Posted on Jan 2, 2019

Studying the ready models, I found an article with an overview of the six most famous options. These are, of course, digital music formats. According to the article, there are two main approaches to music generation: based on the digitized audio stream (the sound we hear from the speakers – raw audio, wav files) and based on working with MIDI (musical notation).

I didn’t take into account the raw audio options, and here’s why:

1. The results are not impressive – the use of such models for polyphonic music gives a very specific result. This is unusual, you can create interesting canvases, but they are not suitable for my purposes: it sounds weird, and I wanted to hear something similar to the original.

A good example of piano music:

And it sounds even weirder mIvxwith orchestral music or rock:

Here the guys tried to process Black Metal in raw audio

2. The tracks of my favourite bands use different instruments – vocals, drums, bass, guitars, synthesizers. Each instrument sounds together with the rest. I am looking for a model that would act just in the same way, that is, would work not only with individual instruments, but also take into account their joint sound.

When a musician needs to learn the part of some instrument by ear, he tries to select the instrument he needs from the whole sound stream. Then he repeats its sound until he achieves a similar result. This is not the easiest task even for a person with a good ear – music can be difficult, the instruments “merge”.

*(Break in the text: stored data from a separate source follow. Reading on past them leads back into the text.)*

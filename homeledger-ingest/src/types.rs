use homeledger_core::RawRow;
use std::fmt;
use std::path::Path;
use std::str::FromStr;

use crate::decode::{decode_delimited, decode_text};
use crate::error::{DecodeError, Result};

/// Decoder mode for an uploaded statement
#[derive(Debug, Clone, Copy, PartialEq, Eq)]
pub enum SourceKind {
    /// Comma-delimited text with a header row
    Delimited,
    /// Free text, one transaction candidate per line
    Text,
}

impl SourceKind {
    /// Pick a decoder from the file name and an optional MIME type.
    pub fn detect(file_name: &str, mime: Option<&str>) -> Result<Self> {
        let lower = file_name.to_ascii_lowercase();
        let mime = mime.map(|m| m.to_ascii_lowercase()).unwrap_or_default();

        if mime.contains("csv") || lower.ends_with(".csv") {
            return Ok(SourceKind::Delimited);
        }
        if mime == "application/pdf" || lower.ends_with(".pdf") {
            return Err(DecodeError::NeedsTextExtraction {
                name: file_name.to_string(),
            });
        }
        if mime.starts_with("text/plain") || lower.ends_with(".txt") {
            return Ok(SourceKind::Text);
        }
        Err(DecodeError::UnsupportedSource {
            name: file_name.to_string(),
        })
    }

    pub fn from_path(path: &Path) -> Result<Self> {
        let name = path
            .file_name()
            .map(|n| n.to_string_lossy().into_owned())
            .unwrap_or_else(|| path.display().to_string());
        Self::detect(&name, None)
    }

    /// Run the matching decoder over raw file bytes.
    pub fn decode(&self, bytes: &[u8]) -> Result<DecodedTable> {
        match self {
            SourceKind::Delimited => decode_delimited(bytes),
            SourceKind::Text => decode_text(bytes),
        }
    }
}

impl fmt::Display for SourceKind {
    fn fmt(&self, f: &mut fmt::Formatter<'_>) -> fmt::Result {
        match self {
            SourceKind::Delimited => f.write_str("CSV"),
            SourceKind::Text => f.write_str("text"),
        }
    }
}

impl FromStr for SourceKind {
    type Err = String;

    fn from_str(s: &str) -> std::result::Result<Self, Self::Err> {
        match s.trim().to_ascii_lowercase().as_str() {
            "csv" | "delimited" => Ok(SourceKind::Delimited),
            "text" | "txt" | "lines" => Ok(SourceKind::Text),
            other => Err(format!("unknown source kind: {other} (expected csv or text)")),
        }
    }
}

/// Decoder output: column names plus rows in input order.
#[derive(Debug, Clone, Default, PartialEq)]
pub struct DecodedTable {
    pub columns: Vec<String>,
    pub rows: Vec<RawRow>,
}

impl DecodedTable {
    pub fn is_empty(&self) -> bool {
        self.rows.is_empty()
    }

    pub fn len(&self) -> usize {
        self.rows.len()
    }
}
//! Logging setup on `tracing-subscriber`.
//!
//! Logs go to stderr so JSON written to stdout stays machine-readable.
//! `RUST_LOG` takes precedence over the config level and `-v` flags.

use anyhow::Result;
use tracing_subscriber::EnvFilter;

/// Filter directive for a configured level and a `-v` count.
///
/// - 0: the configured level
/// - 1 (`-v`): debug
/// - 2+ (`-vv`): trace
pub fn level_for(configured: &str, verbosity: u8) -> String {
    match verbosity {
        0 => configured.to_string(),
        1 => "debug".to_string(),
        _ => "trace".to_string(),
    }
}

pub fn init_logging(configured: &str, verbosity: u8) -> Result<()> {
    let filter = EnvFilter::try_from_default_env()
        .unwrap_or_else(|_| EnvFilter::new(level_for(configured, verbosity)));

    tracing_subscriber::fmt()
        .with_env_filter(filter)
        .with_writer(std::io::stderr)
        .with_target(false)
        .try_init()
        .map_err(|e| anyhow::anyhow!("init logging: {e}"))
}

I came across a software that tried to solve a similar problem. There are several projects that do this based on machine learning. For example, while I was writing this article, Magenta released the new Wave2Midi2Wave tool, which is able to record the piano notes and realistically play them. There are other tools, although, in general, this problem has not been solved yet.

Thus, the easiest way to learn a part from a piece of music is to take ready-made notes. It is logical to assume that the neural network will be easier to work with music notes, where each instrument is represented by a separate track.

3. In the case of raw audio, the result is the mix of all instruments, the parts can’t be individually loaded into the sequencer (audio editor), it’s not possible to correct, change the sound, and so on. I’d be quite satisfied if the neural network composed a hit, but there are usually mistakes in a couple of notes – I can easily correct them when working with notes, but with raw audio this is almost impossible.

The musical notation also has its drawbacks. It does not take into account many performance nuances. When it comes to MIDI, it is not always known who created these MIDI files, how close they are to the original. Maybe the creator simply made a mistake, because it is not an easy task to accurately capture the part.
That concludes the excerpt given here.